Among the lines below, which ones contain the word "between"? Copy every such line.
__________________________________________________
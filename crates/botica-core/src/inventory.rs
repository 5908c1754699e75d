//! Inventory synchronization between the hosted spreadsheet and the local
//! stock snapshot.
//!
//! `pull` refreshes the snapshot wholesale: every row is re-read, coerced,
//! zero-stock rows are dropped, and the CSV is replaced atomically. `push`
//! is the scripted write-back used for price updates; it retries a bounded
//! number of times with a fixed delay and re-raises the final error.

use serde::{Deserialize, Serialize};
use std::io::Write;
use std::path::Path;
use std::time::Duration;

use crate::errors::AssistantError;
use crate::sheets::SheetsClient;

/// Snapshot column order: codigo, ean, stock, precio, promo, descripcion.
#[derive(Debug, Clone, Serialize, Deserialize)]
pub struct StockRecord {
    pub codigo: String,
    pub ean: String,
    pub stock: i64,
    pub precio: f64,
    pub promo: String,
    pub descripcion: String,
}

const STOCK_COLUMN: usize = 2;
const PRICE_COLUMN: usize = 3;

/// Parses a raw stock cell: thousands-separator dots are stripped before the
/// integer parse ("1.250" means 1250 units).
pub fn parse_stock(raw: &str) -> Option<i64> {
    let cleaned = raw.trim().replace('.', "");
    if cleaned.is_empty() {
        return None;
    }
    cleaned.parse::<i64>().ok()
}

pub fn parse_price(raw: &str) -> Option<f64> {
    raw.trim().replace(',', ".").parse::<f64>().ok()
}

fn cell(row: &[String], index: usize) -> &str {
    row.get(index).map(String::as_str).unwrap_or("")
}

/// Fetches the stock sheet and writes the local snapshot. Zero- and
/// negative-stock rows are dropped; rows whose stock or price cannot be
/// parsed are skipped with a warning. Returns the number of rows written.
pub async fn pull(
    client: &dyn SheetsClient,
    snapshot_path: &Path,
) -> Result<usize, AssistantError> {
    let rows = client.fetch().await?;
    if rows.is_empty() {
        return Err(AssistantError::InventoryError(
            "stock sheet returned no rows".to_string(),
        ));
    }

    let mut records = Vec::new();
    // Row 0 carries the sheet's own headers; column order is fixed.
    for (number, row) in rows.iter().enumerate().skip(1) {
        let stock = match parse_stock(cell(row, STOCK_COLUMN)) {
            Some(stock) => stock,
            None => {
                log::warn!("Row {}: unparsable stock {:?}, skipped", number + 1, cell(row, STOCK_COLUMN));
                continue;
            }
        };
        if stock <= 0 {
            continue;
        }
        let precio = match parse_price(cell(row, PRICE_COLUMN)) {
            Some(precio) => precio,
            None => {
                log::warn!("Row {}: unparsable price {:?}, skipped", number + 1, cell(row, PRICE_COLUMN));
                continue;
            }
        };
        records.push(StockRecord {
            codigo: cell(row, 0).to_string(),
            ean: cell(row, 1).trim().to_string(),
            stock,
            precio,
            promo: cell(row, 4).to_string(),
            descripcion: cell(row, 5).to_string(),
        });
    }

    write_snapshot(&records, snapshot_path)?;
    log::info!(
        "Stock snapshot refreshed: {} rows written to {}",
        records.len(),
        snapshot_path.display()
    );
    Ok(records.len())
}

/// Serializes the snapshot CSV, replacing the target atomically.
pub fn write_snapshot(records: &[StockRecord], path: &Path) -> Result<(), AssistantError> {
    let parent = path.parent().unwrap_or_else(|| Path::new("."));
    std::fs::create_dir_all(parent)?;
    let mut buffer = Vec::new();
    {
        let mut writer = csv::Writer::from_writer(&mut buffer);
        for record in records {
            writer.serialize(record)?;
        }
        writer.flush()?;
    }
    let mut tmp = tempfile::NamedTempFile::new_in(parent)?;
    tmp.write_all(&buffer)?;
    tmp.persist(path)
        .map_err(|e| AssistantError::InventoryError(e.to_string()))?;
    Ok(())
}

/// Reads the snapshot back for the query tools.
pub fn load_snapshot(path: &Path) -> Result<Vec<StockRecord>, AssistantError> {
    let mut reader = csv::Reader::from_path(path)
        .map_err(|e| AssistantError::InventoryError(format!("{}: {}", path.display(), e)))?;
    let mut records = Vec::new();
    for record in reader.deserialize() {
        records.push(record?);
    }
    Ok(records)
}

/// Re-reads the stock sheet, recomputes the price column with `multiplier`,
/// and writes the sheet back. The update is attempted `max_retries` times
/// with a fixed `delay` between attempts; the final attempt's error is
/// re-raised.
pub async fn push(
    client: &dyn SheetsClient,
    multiplier: f64,
    max_retries: u32,
    delay: Duration,
) -> Result<(), AssistantError> {
    let mut rows = client.fetch().await?;
    if rows.is_empty() {
        return Err(AssistantError::InventoryError(
            "stock sheet returned no rows".to_string(),
        ));
    }

    for row in rows.iter_mut().skip(1) {
        if let Some(price) = parse_price(cell(row, PRICE_COLUMN)) {
            let updated = price * multiplier;
            while row.len() <= PRICE_COLUMN {
                row.push(String::new());
            }
            row[PRICE_COLUMN] = updated.to_string();
        }
    }

    let mut last_error = None;
    for attempt in 1..=max_retries {
        match client.update(&rows).await {
            Ok(()) => {
                log::info!("Spreadsheet updated on attempt {}", attempt);
                return Ok(());
            }
            Err(e) => {
                log::error!("Update attempt {} failed: {}", attempt, e);
                last_error = Some(e);
                if attempt < max_retries {
                    tokio::time::sleep(delay).await;
                }
            }
        }
    }
    Err(last_error
        .unwrap_or_else(|| AssistantError::InventoryError("no update attempt ran".to_string())))
}
//! Semantic product search joined with live inventory data.

use async_trait::async_trait;
use serde_json::{json, Value};
use std::collections::HashMap;
use std::path::PathBuf;
use std::sync::Arc;

use crate::core_types::ToolMetadata;
use crate::errors::AssistantError;
use crate::inventory::load_snapshot;
use crate::rag::Retriever;
use crate::tools::Tool;

const NOT_FOUND: &str = "No se encontraron productos en la base de datos.";

/// `search_in_database`: retrieves the top `k_search` documents for the
/// user's problem, joins them with the stock snapshot by EAN, and keeps the
/// first `k_threshold` joined results in retrieval-rank order. Documents
/// without stock data are invisible to the customer.
pub struct SearchInDatabaseTool {
    retriever: Arc<Retriever>,
    stock_path: PathBuf,
    k_search: usize,
    k_threshold: usize,
}

impl SearchInDatabaseTool {
    pub fn new(
        retriever: Arc<Retriever>,
        stock_path: PathBuf,
        k_search: usize,
        k_threshold: usize,
    ) -> Self {
        Self {
            retriever,
            stock_path,
            k_search,
            k_threshold,
        }
    }
}

#[async_trait]
impl Tool for SearchInDatabaseTool {
    fn metadata(&self) -> ToolMetadata {
        ToolMetadata {
            name: "search_in_database".to_string(),
            description: "Busca productos relevantes para el problema del cliente y devuelve \
                          su información junto con stock, precio y promoción"
                .to_string(),
            input_schema: json!({
                "type": "object",
                "properties": {
                    "problem": {
                        "type": "string",
                        "description": "El problema o la necesidad descripta por el cliente"
                    }
                },
                "required": ["problem"]
            }),
        }
    }

    async fn execute(&self, arguments: Value) -> Result<String, AssistantError> {
        let problem = arguments
            .get("problem")
            .and_then(|v| v.as_str())
            .ok_or_else(|| AssistantError::ToolError {
                tool_name: "search_in_database".to_string(),
                message: "missing parameter 'problem'".to_string(),
            })?;

        let hits = self.retriever.search(problem, self.k_search).await?;
        let stock_by_ean: HashMap<String, String> = load_snapshot(&self.stock_path)?
            .into_iter()
            .map(|r| {
                let line = format!(
                    "Stock: {}. Precio: ${}. Promoción: {}.",
                    r.stock, r.precio, r.promo
                );
                (r.ean.clone(), line)
            })
            .collect();

        let mut context = Vec::new();
        for hit in &hits {
            let ean = &hit.document.metadata.ean;
            if ean.is_empty() {
                continue;
            }
            if let Some(stock_line) = stock_by_ean.get(ean) {
                context.push(format!("{} {}", hit.document.text, stock_line));
                if context.len() >= self.k_threshold {
                    break;
                }
            }
        }

        if context.is_empty() {
            log::info!("No stocked products matched problem {:?}", problem);
            return Ok(format!("Contexto: {}", NOT_FOUND));
        }
        Ok(format!("Contexto: {}", context.join("\n")))
    }
}

#[cfg(test)]
mod tests {
    use super::*;
    use crate::inventory::{write_snapshot, StockRecord};
    use crate::rag::{
        DocumentMetadata, EmbeddingGenerator, HashEmbedder, IndexedDocument, VectorIndex,
    };

    fn record(ean: &str, stock: i64) -> StockRecord {
        StockRecord {
            codigo: "F01".to_string(),
            ean: ean.to_string(),
            stock,
            precio: 1500.0,
            promo: "2x1".to_string(),
            descripcion: String::new(),
        }
    }

    async fn retriever_with_documents(docs: &[(&str, &str)]) -> Retriever {
        let embedder = Arc::new(HashEmbedder::with_dimension(16));
        let mut index = VectorIndex::new();
        for (text, ean) in docs {
            let embedding = embedder.embed(text).await.unwrap();
            index
                .add_document(
                    IndexedDocument {
                        text: text.to_string(),
                        metadata: DocumentMetadata {
                            brand: "Cepage".to_string(),
                            ean: ean.to_string(),
                        },
                    },
                    embedding,
                )
                .unwrap();
        }
        Retriever::new(index, embedder)
    }

    #[tokio::test]
    async fn test_search_joins_only_stocked_products() {
        let dir = tempfile::tempdir().unwrap();
        let stock_path = dir.path().join("stock.csv");
        // EAN 2 has no stock entry (filtered at sync time); EAN 3 unknown.
        write_snapshot(&[record("1", 5)], &stock_path).unwrap();

        let retriever = retriever_with_documents(&[
            ("Crema A", "1"),
            ("Crema B", "2"),
            ("Crema C", "3"),
        ])
        .await;
        let tool = SearchInDatabaseTool::new(Arc::new(retriever), stock_path, 30, 5);

        let out = tool.execute(json!({"problem": "crema"})).await.unwrap();
        assert!(out.starts_with("Contexto: "));
        assert!(out.contains("Crema A Stock: 5. Precio: $1500. Promoción: 2x1."));
        assert!(!out.contains("Crema B"));
        assert!(!out.contains("Crema C"));
    }

    #[tokio::test]
    async fn test_search_truncates_to_k_threshold() {
        let dir = tempfile::tempdir().unwrap();
        let stock_path = dir.path().join("stock.csv");
        let records: Vec<StockRecord> = (1..=8).map(|i| record(&i.to_string(), i)).collect();
        write_snapshot(&records, &stock_path).unwrap();

        let docs: Vec<(String, String)> = (1..=8)
            .map(|i| (format!("Producto {}", i), i.to_string()))
            .collect();
        let doc_refs: Vec<(&str, &str)> =
            docs.iter().map(|(t, e)| (t.as_str(), e.as_str())).collect();
        let retriever = retriever_with_documents(&doc_refs).await;
        let tool = SearchInDatabaseTool::new(Arc::new(retriever), stock_path, 30, 5);

        let out = tool.execute(json!({"problem": "producto"})).await.unwrap();
        let lines = out.trim_start_matches("Contexto: ").lines().count();
        assert_eq!(lines, 5);
    }

    #[tokio::test]
    async fn test_search_no_stock_returns_not_found() {
        let dir = tempfile::tempdir().unwrap();
        let stock_path = dir.path().join("stock.csv");
        write_snapshot(&[], &stock_path).unwrap();

        let retriever = retriever_with_documents(&[("Crema A", "1")]).await;
        let tool = SearchInDatabaseTool::new(Arc::new(retriever), stock_path, 30, 5);

        let out = tool.execute(json!({"problem": "crema"})).await.unwrap();
        assert_eq!(out, format!("Contexto: {}", NOT_FOUND));
    }
}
__________________________________________________
- _WRITTEN REPLY_
//! Inventory synchronization between the hosted spreadsheet and the local
/// with a fixed `delay` between attempts; the final attempt's error is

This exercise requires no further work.